On July 11th, Nicholas Sharp, the creator of the amazing Polyscope library, gave the SGI Community an insightful talk on debugging and robustness in geometry processing—insights that would later save several fellows hours of head-scratching and mental gymnastics. The talk was broadly organized into five parts, each corresponding to a paradigm where bugs commonly arise:
- Representing Numbers
- Representing Meshes
- Optimization
- Simulation and PDEs
- Geometric Machine Learning
Representing Numbers
The algorithms developed for dealing with geometry are primarily built to work with clean and pretty real numbers. However, computers deal with floats, and sometimes they behave ugly. Floats are computers’ approximations of real numbers. Sometimes, it may require an infinite amount of storage to correctly represent a single number of arbitrary precision (unless you can get away with \(π=3.14\)). Each floating number can either be represented using 32 bits (single precision) or 64 bits (double precision).
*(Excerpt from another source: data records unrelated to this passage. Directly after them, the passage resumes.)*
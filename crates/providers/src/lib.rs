//! LLM Provider implementations for Bariatric GPT.
//!
//! All providers implement the `bariatric_core::Provider` trait.
//! The router selects the correct provider based on configuration.

pub mod openai_compat;
pub mod router;

pub use openai_compat::OpenAiCompatProvider;
pub use router::{ProviderRouter, build_from_config};
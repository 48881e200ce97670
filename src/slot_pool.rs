//! A typed view over the contiguous slot sub-range owned by one
//! publisher.

use crate::slot::Slot;
use crate::types::{UintHalfT, INVALID};

/// View over one publisher's `[base, base + slots_per_publisher)`
/// sub-range of the shared slot array.
///
/// Holds a raw pointer to the owning `PublisherEntry::local_next_id`
/// field rather than a borrowed `&mut` — that field lives in shared
/// memory and is mutated in place by exactly one process (the
/// publisher that claimed this entry), matching how the rest of the
/// control block is accessed.
pub struct SlotPool<T: Copy> {
    slots_base: *const Slot<T>,
    publisher_base_offset: UintHalfT,
    wrap_mask: UintHalfT,
    local_next_id: *mut UintHalfT,
}

// SAFETY: a `SlotPool` is moved into the single thread driving its
// owning `Publisher`, never accessed concurrently from two threads —
// `next_free_slot` mutates `local_next_id` non-atomically and relies on
// that exclusivity, documented on the method itself.
unsafe impl<T: Copy> Send for SlotPool<T> {}

impl<T: Copy> SlotPool<T> {
    /// # Safety
    /// `slots_base` must point at the start of the full slot array for
    /// the buffer this pool belongs to, and `local_next_id` must point
    /// at the `local_next_id` field of the `PublisherEntry` this
    /// publisher claimed. Both pointers must remain valid for the
    /// lifetime of this `SlotPool`.
    pub unsafe fn new(
        slots_base: *const Slot<T>,
        publisher_base_offset: UintHalfT,
        slots_per_publisher: UintHalfT,
        local_next_id: *mut UintHalfT,
    ) -> Self {
        debug_assert!(
            slots_per_publisher.is_power_of_two() && slots_per_publisher >= 2,
            "slots_per_publisher must be a power of two >= 2 for the wrap mask to be valid"
        );
        Self {
            slots_base,
            publisher_base_offset,
            wrap_mask: slots_per_publisher - 1,
            local_next_id,
        }
    }

    /// `(local_id & wrap_mask) + publisher_base_offset`.
    #[inline]
    pub fn index_of(&self, local_id: UintHalfT) -> UintHalfT {
        (local_id & self.wrap_mask) + self.publisher_base_offset
    }

    #[inline]
    fn slot_at(&self, global_index: UintHalfT) -> &Slot<T> {
        unsafe { &*self.slots_base.add(global_index as usize) }
    }

    /// Resolve a previously-published global index back to its slot.
    /// Used by subscribers, which address slots purely by global index.
    #[inline]
    pub fn slot_at_global_index(&self, global_index: UintHalfT) -> &Slot<T> {
        self.slot_at(global_index)
    }

    /// Probe the publisher's sub-range for a free slot, advancing the
    /// owning `PublisherEntry::local_next_id` counter on every probe. A
    /// free slot is guaranteed to exist within one full scan as long as
    /// subscribers never pin more than `max_subscribers *
    /// max_concurrent_acquires` slots at once; exhausting the scan means
    /// that bound has been breached — a misconfiguration or a leak, not
    /// a condition this transport can recover from, so it panics.
    pub fn next_free_slot(&self) -> (&Slot<T>, UintHalfT) {
        let slots_per_publisher = self.wrap_mask + 1;
        for _ in 0..slots_per_publisher {
            // SAFETY: only the owning publisher process calls this, and
            // only ever from a single thread per publisher handle.
            let local_id = unsafe {
                let current = *self.local_next_id;
                *self.local_next_id = current.wrapping_add(1);
                current
            };
            let global_index = self.index_of(local_id);
            let slot = self.slot_at(global_index);
            if slot.stored_id() == INVALID {
                return (slot, global_index);
            }
        }
        panic!(
            "no free slot found after a full sub-range scan: subscribers are pinning \
             more than max_subscribers * max_concurrent_acquires slots"
        );
    }
}

#[cfg(test)]
mod tests {
    use super::*;
    use std::sync::Arc;

    use crate::region::MappedRegion;

    fn make_pool(slots_per_publisher: UintHalfT) -> (Box<[u8]>, *mut UintHalfT, SlotPool<u64>) {
        let slot_bytes = std::mem::size_of::<Slot<u64>>();
        let mut storage = vec![0u8; slot_bytes * slots_per_publisher as usize].into_boxed_slice();
        let base = storage.as_mut_ptr() as *mut Slot<u64>;
        for i in 0..slots_per_publisher as usize {
            unsafe { Slot::init_free(base.add(i)) };
        }
        let mut local_next_id: Box<UintHalfT> = Box::new(0);
        let local_next_id_ptr = local_next_id.as_mut() as *mut UintHalfT;
        std::mem::forget(local_next_id);
        let pool = unsafe { SlotPool::new(base as *const _, 0, slots_per_publisher, local_next_id_ptr) };
        (storage, local_next_id_ptr, pool)
    }

    #[test]
    fn test_index_of_wraps() {
        let (_storage, local_next_id, pool) = make_pool(4);
        assert_eq!(pool.index_of(0), 0);
        assert_eq!(pool.index_of(3), 3);
        assert_eq!(pool.index_of(4), 0);
        assert_eq!(pool.index_of(5), 1);
        unsafe { drop(Box::from_raw(local_next_id)) };
    }

    #[test]
    fn test_next_free_slot_finds_all_then_panics() {
        let (_storage, local_next_id, pool) = make_pool(2);
        let region_name = format!("tempo-ipc-pool-test-{}", std::process::id());
        let region = Arc::new(MappedRegion::open_or_create(&region_name, 4096).unwrap());

        let (slot0, idx0) = pool.next_free_slot();
        assert_eq!(idx0, 0);
        unsafe { slot0.emplace(10, 1u64) };
        let access0 = crate::slot::Slot::acquire(slot0 as *const _, region.clone()).unwrap();

        let (slot1, idx1) = pool.next_free_slot();
        assert_eq!(idx1, 1);
        unsafe { slot1.emplace(11, 2u64) };
        let access1 = crate::slot::Slot::acquire(slot1 as *const _, region.clone()).unwrap();

        // Both slots pinned now; a third probe must panic.
        let result = std::panic::catch_unwind(std::panic::AssertUnwindSafe(|| pool.next_free_slot()));
        assert!(result.is_err(), "exhausting the sub-range without a free slot must panic");

        drop(access0);
        drop(access1);
        let _ = std::fs::remove_file(std::env::temp_dir().join(&region_name));
        unsafe { drop(Box::from_raw(local_next_id)) };
    }
}
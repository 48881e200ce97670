//! The process-shared control block placed at the start of the mapped
//! region, plus the participant-entry records and the bit-exact size
//! math that derives the region layout.
//!
//! `BufferHeader`/`PublisherEntry`/`SubscriberEntry` are `#[repr(C)]`
//! and placed directly over mapped bytes — every field a participating
//! process writes must have the same layout in every process, the same
//! trivially-copyable assumption applied to payload types extended to
//! the control structures themselves.

use std::sync::atomic::{AtomicU32, Ordering};

use crate::constants::CACHE_LINE_SIZE;
use crate::options::Options;
use crate::types::{ceil_to_power_of_two, AtomicUintT, UintHalfT, UintT, INVALID};

/// `initialization_state`'s three legal values.
#[derive(Debug, Clone, Copy, PartialEq, Eq)]
#[repr(u64)]
pub enum InitState {
    Uninitialized = 0,
    InProgress = 1,
    Initialized = 2,
}

impl InitState {
    fn from_raw(raw: UintT) -> Option<Self> {
        match raw {
            0 => Some(Self::Uninitialized),
            1 => Some(Self::InProgress),
            2 => Some(Self::Initialized),
            _ => None,
        }
    }
}

/// The control block at offset 0 of the mapped region.
///
/// Cache-line padded per field group so publishers and subscribers
/// hammering `next_message_id`/`latest_published_idx` don't false-share
/// a line with the read-mostly immutable configuration.
#[repr(C)]
pub struct BufferHeader {
    // Cache line: immutable configuration, written once during init.
    max_publishers: UintHalfT,
    max_subscribers: UintHalfT,
    max_concurrent_acquires: UintHalfT,
    history_size: UintHalfT,
    _pad_config: [u8; CACHE_LINE_SIZE - 4 * std::mem::size_of::<UintHalfT>()],

    // Cache line: initialization handshake.
    initialization_state: AtomicUintT,
    _pad_init: [u8; CACHE_LINE_SIZE - std::mem::size_of::<UintT>()],

    // Cache line: running message counter.
    next_message_id: AtomicUintT,
    _pad_counter: [u8; CACHE_LINE_SIZE - std::mem::size_of::<UintT>()],

    // Cache line: latest published slot index.
    latest_published_idx: AtomicUintT,
    _pad_latest: [u8; CACHE_LINE_SIZE - std::mem::size_of::<UintT>()],

    // Cache line: bookkeeping-only counters (not the source of truth for
    // liveness — the advisory locks are authoritative there).
    publisher_count: AtomicU32,
    subscriber_count: AtomicU32,
    _pad_counts: [u8; CACHE_LINE_SIZE - 2 * std::mem::size_of::<u32>()],
}

impl BufferHeader {
    /// Construct the immutable configuration fields and reset every
    /// atomic to its initial value. Called exactly once, by the process
    /// that wins the `Uninitialized -> InProgress` CAS.
    ///
    /// # Safety
    /// `ptr` must point at writable memory at least `size_of::<BufferHeader>()`
    /// bytes long, and must not be concurrently read as an initialized
    /// header until this call returns.
    pub unsafe fn init_config(ptr: *mut BufferHeader, options: &Options) {
        let header = &mut *ptr;
        header.max_publishers = options.max_publishers;
        header.max_subscribers = options.max_subscribers;
        header.max_concurrent_acquires = options.max_concurrent_acquires;
        header.history_size = options.history_size;
        header.next_message_id = AtomicUintT::new(INVALID);
        header.latest_published_idx = AtomicUintT::new(INVALID);
        header.publisher_count = AtomicU32::new(0);
        header.subscriber_count = AtomicU32::new(0);
        // initialization_state is handled by the CAS dance in buffer.rs,
        // not reset here, since the Uninitialized->InProgress transition
        // has already happened by the time this runs.
    }

    #[inline]
    pub fn max_publishers(&self) -> UintHalfT {
        self.max_publishers
    }

    #[inline]
    pub fn max_subscribers(&self) -> UintHalfT {
        self.max_subscribers
    }

    #[inline]
    pub fn max_concurrent_acquires(&self) -> UintHalfT {
        self.max_concurrent_acquires
    }

    #[inline]
    pub fn history_size(&self) -> UintHalfT {
        self.history_size
    }

    #[inline]
    pub fn slots_per_publisher(&self) -> UintHalfT {
        slots_per_publisher(self.max_subscribers, self.max_concurrent_acquires)
    }

    #[inline]
    pub fn load_init_state(&self, order: Ordering) -> InitState {
        InitState::from_raw(self.initialization_state.load(order))
            .expect("initialization_state holds an out-of-range value: memory corruption")
    }

    #[inline]
    pub fn compare_exchange_init_state(
        &self,
        current: InitState,
        new: InitState,
        success: Ordering,
        failure: Ordering,
    ) -> bool {
        self.initialization_state
            .compare_exchange(current as UintT, new as UintT, success, failure)
            .is_ok()
    }

    #[inline]
    pub fn store_init_state(&self, state: InitState, order: Ordering) {
        self.initialization_state.store(state as UintT, order);
    }

    #[inline]
    pub fn next_message_id(&self) -> &AtomicUintT {
        &self.next_message_id
    }

    #[inline]
    pub fn latest_published_idx(&self) -> &AtomicUintT {
        &self.latest_published_idx
    }

    #[inline]
    pub fn publisher_count(&self) -> &AtomicU32 {
        &self.publisher_count
    }

    #[inline]
    pub fn subscriber_count(&self) -> &AtomicU32 {
        &self.subscriber_count
    }
}

/// One entry per configured publisher slot in the directory.
#[repr(C)]
#[derive(Clone, Copy)]
pub struct PublisherEntry {
    /// Owning OS process at join time. Diagnostics only — nothing
    /// currently reaps or revives an entry based on process liveness.
    pub process_id: u64,
    /// Monotonic nanoseconds at join time.
    pub creation_timestamp: i64,
    /// Non-atomic: only the owning publisher ever writes this. Used by
    /// `SlotPool::next_free_slot` to derive the next local id to probe.
    pub local_next_id: UintHalfT,
    /// This entry's own index in the `PublisherEntry` array.
    pub id: UintHalfT,
}

impl Default for PublisherEntry {
    fn default() -> Self {
        Self { process_id: 0, creation_timestamp: -1, local_next_id: 0, id: 0 }
    }
}

/// One entry per configured subscriber slot in the directory.
#[repr(C)]
#[derive(Clone, Copy)]
pub struct SubscriberEntry {
    pub process_id: u64,
    pub creation_timestamp: i64,
    pub id: UintHalfT,
}

impl Default for SubscriberEntry {
    fn default() -> Self {
        Self { process_id: 0, creation_timestamp: -1, id: 0 }
    }
}

/// `slots_per_publisher = ceil_to_power_of_two(max_subscribers * max_concurrent_acquires + 2)`.
/// Power-of-two so `local_id & (slots_per_publisher - 1)` is a valid wrap.
pub fn slots_per_publisher(max_subscribers: UintHalfT, max_concurrent_acquires: UintHalfT) -> UintHalfT {
    let pinned = (max_subscribers as u64) * (max_concurrent_acquires as u64) + 2;
    let pinned = UintHalfT::try_from(pinned).expect("max_subscribers * max_concurrent_acquires overflows uint_half_t");
    ceil_to_power_of_two(pinned)
}

/// Byte size required for the whole mapped region: header, then
/// publisher entries, then subscriber entries, then the slot array.
pub fn required_region_size<T: Copy>(options: &Options) -> usize {
    let header_size = std::mem::size_of::<BufferHeader>();
    let publisher_entries_size = options.max_publishers as usize * std::mem::size_of::<PublisherEntry>();
    let subscriber_entries_size = options.max_subscribers as usize * std::mem::size_of::<SubscriberEntry>();
    let slots_per_pub = slots_per_publisher(options.max_subscribers, options.max_concurrent_acquires) as usize;
    let slot_array_size = options.max_publishers as usize * slots_per_pub * std::mem::size_of::<crate::slot::Slot<T>>();

    header_size + publisher_entries_size + subscriber_entries_size + slot_array_size
}

/// Offsets into the mapped region for each of the four layout sections.
pub struct Offsets {
    pub header: usize,
    pub publisher_entries: usize,
    pub subscriber_entries: usize,
    pub slots: usize,
}

pub fn offsets<T>(options: &Options) -> Offsets {
    let header_size = std::mem::size_of::<BufferHeader>();
    let publisher_entries_size = options.max_publishers as usize * std::mem::size_of::<PublisherEntry>();
    let subscriber_entries_size = options.max_subscribers as usize * std::mem::size_of::<SubscriberEntry>();

    Offsets {
        header: 0,
        publisher_entries: header_size,
        subscriber_entries: header_size + publisher_entries_size,
        slots: header_size + publisher_entries_size + subscriber_entries_size,
    }
}

#[cfg(test)]
mod tests {
    use super::*;

    #[test]
    fn test_slots_per_publisher_is_power_of_two_and_at_least_two() {
        for subs in 1..8u32 {
            for acquires in 1..4u32 {
                let n = slots_per_publisher(subs, acquires);
                assert!(n.is_power_of_two());
                assert!(n >= 2);
                assert!(n as u64 >= (subs as u64) * (acquires as u64) + 2);
            }
        }
    }

    #[test]
    fn test_init_state_roundtrip() {
        assert_eq!(InitState::from_raw(0), Some(InitState::Uninitialized));
        assert_eq!(InitState::from_raw(1), Some(InitState::InProgress));
        assert_eq!(InitState::from_raw(2), Some(InitState::Initialized));
        assert_eq!(InitState::from_raw(3), None);
    }

    #[test]
    fn test_header_is_cache_line_multiple() {
        assert_eq!(std::mem::size_of::<BufferHeader>() % CACHE_LINE_SIZE, 0);
    }

    #[test]
    fn test_default_entries_are_unclaimed() {
        let p = PublisherEntry::default();
        assert_eq!(p.process_id, 0);
        assert_eq!(p.creation_timestamp, -1);
        let s = SubscriberEntry::default();
        assert_eq!(s.process_id, 0);
        assert_eq!(s.creation_timestamp, -1);
    }
}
In the floating realm, we have quirks like:
- \((x+y)+z \neq x+(y+z)\)
- \( a>0, b>0\) but \(a+b=a\)
It is important to note that floating-point arithmetic is not random; it is simply misaligned with real arithmetic. That is, the same operation will consistently yield the same result, even if it deviates from the mathematically expected one. Possible alternatives to floats are integers and binary fraction representations; however, they come with their own obvious limitations.
Who’s your best friend? The NaN! The NaN is a special “floating-point” computers spit out when they’re asked to perform invalid operations like
- \(\frac{0}{0}\rightarrow \) NaN
- \(\sqrt{-1} \rightarrow\) NaN (not \(i\) haha)
Every operation against a NaN results in… NaN. Hence, one small slip-up in the code can result in the entire algorithm being thrown off its course. Well then… why should I love NaNs? Because a screaming alarm is better than a silent error. If your algorithm is dealing with positive numbers and it computes \(\sqrt{-42}\) somewhere, you would probably want to know if you went wrong.
Well, what are some good practices to minimize numerical error in your code?
- Don’t use equality for comparison, use thresholds like: \(\left| x – x^* \right| < \epsilon\) or \(\frac{\left| x – x^* \right|}{\left| x^* \right|} < \epsilon\)
- Avoid transcendental functions wherever possible. A really cool example of this is to avoid \(\theta = \arccos \left( \frac{ \mathbf{u} \cdot \mathbf{v} }{ \left| \mathbf{u} \right| \left| \mathbf{v} \right| } \right)\) and use \(\cot \theta = \frac{ \cos \theta }{ \sin \theta } = \frac{ \mathbf{u} \cdot \mathbf{v} }{ \left| \mathbf{u} \times \mathbf{v} \right| }\) instead.
- Clamp inputs to safe bounds, e.g. \(\sqrt{x} \rightarrow \sqrt{max(x, 0)}\). (Note that while this keeps your code running smoothly, it might convert NaNs into silent errors!)
- Perturb inputs to singular functions to ensure numerical stability, e.g. \(\frac{1}{\left| x \right|} \to \frac{1}{\left| x \right| + \epsilon}\)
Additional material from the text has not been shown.